▶ _What is required_
From the entries below, copy every line that has the word "black".

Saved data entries
<<<<

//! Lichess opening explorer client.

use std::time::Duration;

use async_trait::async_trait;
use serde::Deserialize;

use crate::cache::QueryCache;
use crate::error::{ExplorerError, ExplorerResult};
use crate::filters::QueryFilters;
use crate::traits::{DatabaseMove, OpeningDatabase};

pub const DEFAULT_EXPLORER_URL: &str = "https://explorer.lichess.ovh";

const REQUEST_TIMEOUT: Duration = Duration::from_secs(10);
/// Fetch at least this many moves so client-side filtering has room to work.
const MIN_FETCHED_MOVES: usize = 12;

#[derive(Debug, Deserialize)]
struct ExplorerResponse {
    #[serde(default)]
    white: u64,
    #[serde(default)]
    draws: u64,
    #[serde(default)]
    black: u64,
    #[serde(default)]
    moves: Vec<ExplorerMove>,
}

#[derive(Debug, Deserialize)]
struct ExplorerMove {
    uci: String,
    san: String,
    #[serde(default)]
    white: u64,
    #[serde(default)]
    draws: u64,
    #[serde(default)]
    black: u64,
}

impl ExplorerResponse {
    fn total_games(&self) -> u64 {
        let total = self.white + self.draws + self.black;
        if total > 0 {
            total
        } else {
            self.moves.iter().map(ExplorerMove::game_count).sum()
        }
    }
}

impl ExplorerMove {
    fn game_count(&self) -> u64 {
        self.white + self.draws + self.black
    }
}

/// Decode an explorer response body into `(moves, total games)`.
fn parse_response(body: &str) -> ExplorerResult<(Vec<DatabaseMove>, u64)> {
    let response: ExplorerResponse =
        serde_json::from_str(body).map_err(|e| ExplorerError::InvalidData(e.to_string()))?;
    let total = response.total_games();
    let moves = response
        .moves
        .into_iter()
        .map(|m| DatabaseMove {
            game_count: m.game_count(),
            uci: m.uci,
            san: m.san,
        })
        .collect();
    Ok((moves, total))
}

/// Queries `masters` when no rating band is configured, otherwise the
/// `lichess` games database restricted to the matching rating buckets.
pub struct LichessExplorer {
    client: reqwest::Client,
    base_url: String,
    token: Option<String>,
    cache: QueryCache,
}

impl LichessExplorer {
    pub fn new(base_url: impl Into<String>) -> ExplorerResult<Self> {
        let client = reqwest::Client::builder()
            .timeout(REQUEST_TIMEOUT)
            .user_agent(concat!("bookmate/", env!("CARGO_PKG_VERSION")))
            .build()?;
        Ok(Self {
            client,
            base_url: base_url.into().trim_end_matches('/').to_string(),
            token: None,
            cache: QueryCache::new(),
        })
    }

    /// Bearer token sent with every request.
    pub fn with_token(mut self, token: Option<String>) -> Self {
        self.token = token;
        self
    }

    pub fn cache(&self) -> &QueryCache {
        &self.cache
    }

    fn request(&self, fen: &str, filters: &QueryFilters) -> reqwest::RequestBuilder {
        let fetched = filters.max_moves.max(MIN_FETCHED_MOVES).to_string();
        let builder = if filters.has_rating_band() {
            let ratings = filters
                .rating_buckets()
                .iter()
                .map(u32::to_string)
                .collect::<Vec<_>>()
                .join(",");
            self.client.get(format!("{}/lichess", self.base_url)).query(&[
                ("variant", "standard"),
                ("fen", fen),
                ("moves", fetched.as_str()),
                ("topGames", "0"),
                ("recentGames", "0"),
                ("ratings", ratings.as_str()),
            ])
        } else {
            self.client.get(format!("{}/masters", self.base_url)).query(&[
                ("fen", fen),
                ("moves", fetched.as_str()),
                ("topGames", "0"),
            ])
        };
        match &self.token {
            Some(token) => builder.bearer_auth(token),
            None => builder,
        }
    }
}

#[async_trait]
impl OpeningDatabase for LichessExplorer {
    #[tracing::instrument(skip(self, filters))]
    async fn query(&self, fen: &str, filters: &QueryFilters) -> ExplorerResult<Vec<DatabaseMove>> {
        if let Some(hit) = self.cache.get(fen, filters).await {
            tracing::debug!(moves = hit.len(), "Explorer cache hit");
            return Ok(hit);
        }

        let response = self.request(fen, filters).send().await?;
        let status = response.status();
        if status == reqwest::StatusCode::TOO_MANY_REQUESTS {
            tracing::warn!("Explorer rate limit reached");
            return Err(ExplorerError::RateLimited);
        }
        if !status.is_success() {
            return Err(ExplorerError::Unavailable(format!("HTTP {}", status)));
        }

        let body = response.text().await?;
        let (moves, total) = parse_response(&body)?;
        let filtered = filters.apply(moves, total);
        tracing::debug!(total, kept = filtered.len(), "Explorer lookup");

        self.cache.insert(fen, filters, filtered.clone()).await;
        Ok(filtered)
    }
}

>>>>
<<<<

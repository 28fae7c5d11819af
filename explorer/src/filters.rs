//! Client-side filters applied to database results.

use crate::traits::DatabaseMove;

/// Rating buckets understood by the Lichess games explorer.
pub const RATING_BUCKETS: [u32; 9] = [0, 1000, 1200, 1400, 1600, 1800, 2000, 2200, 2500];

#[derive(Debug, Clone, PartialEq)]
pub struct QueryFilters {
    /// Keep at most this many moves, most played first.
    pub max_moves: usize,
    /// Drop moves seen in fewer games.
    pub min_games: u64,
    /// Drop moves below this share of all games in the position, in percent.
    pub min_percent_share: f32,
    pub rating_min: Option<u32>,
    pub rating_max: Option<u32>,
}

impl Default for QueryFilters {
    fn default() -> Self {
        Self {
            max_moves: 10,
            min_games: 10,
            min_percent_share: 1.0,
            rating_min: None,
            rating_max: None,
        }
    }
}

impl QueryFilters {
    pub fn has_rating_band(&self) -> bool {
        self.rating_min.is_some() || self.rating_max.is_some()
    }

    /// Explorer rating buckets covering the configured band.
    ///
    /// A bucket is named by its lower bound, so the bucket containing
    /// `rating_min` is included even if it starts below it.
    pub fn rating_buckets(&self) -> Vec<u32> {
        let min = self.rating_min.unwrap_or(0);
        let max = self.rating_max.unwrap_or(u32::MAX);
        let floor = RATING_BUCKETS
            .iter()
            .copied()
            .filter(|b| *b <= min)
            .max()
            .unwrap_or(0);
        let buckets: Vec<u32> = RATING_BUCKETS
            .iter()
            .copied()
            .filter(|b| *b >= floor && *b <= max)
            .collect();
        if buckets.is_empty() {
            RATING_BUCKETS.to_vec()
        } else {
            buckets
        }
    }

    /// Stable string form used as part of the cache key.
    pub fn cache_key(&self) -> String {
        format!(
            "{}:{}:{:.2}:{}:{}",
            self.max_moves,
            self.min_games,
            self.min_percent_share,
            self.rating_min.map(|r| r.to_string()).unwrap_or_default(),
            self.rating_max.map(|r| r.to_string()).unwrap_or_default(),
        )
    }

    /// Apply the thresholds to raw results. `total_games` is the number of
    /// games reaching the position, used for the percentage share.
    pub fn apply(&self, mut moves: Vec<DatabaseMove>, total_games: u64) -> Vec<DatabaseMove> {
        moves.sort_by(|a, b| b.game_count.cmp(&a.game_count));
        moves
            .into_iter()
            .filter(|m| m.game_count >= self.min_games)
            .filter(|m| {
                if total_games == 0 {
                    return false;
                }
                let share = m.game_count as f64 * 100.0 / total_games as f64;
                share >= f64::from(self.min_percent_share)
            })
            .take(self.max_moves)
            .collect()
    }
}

>>>>

▶ _Result_
    black: u64,
    black: u64,
        let total = self.white + self.draws + self.black;
        self.white + self.draws + self.black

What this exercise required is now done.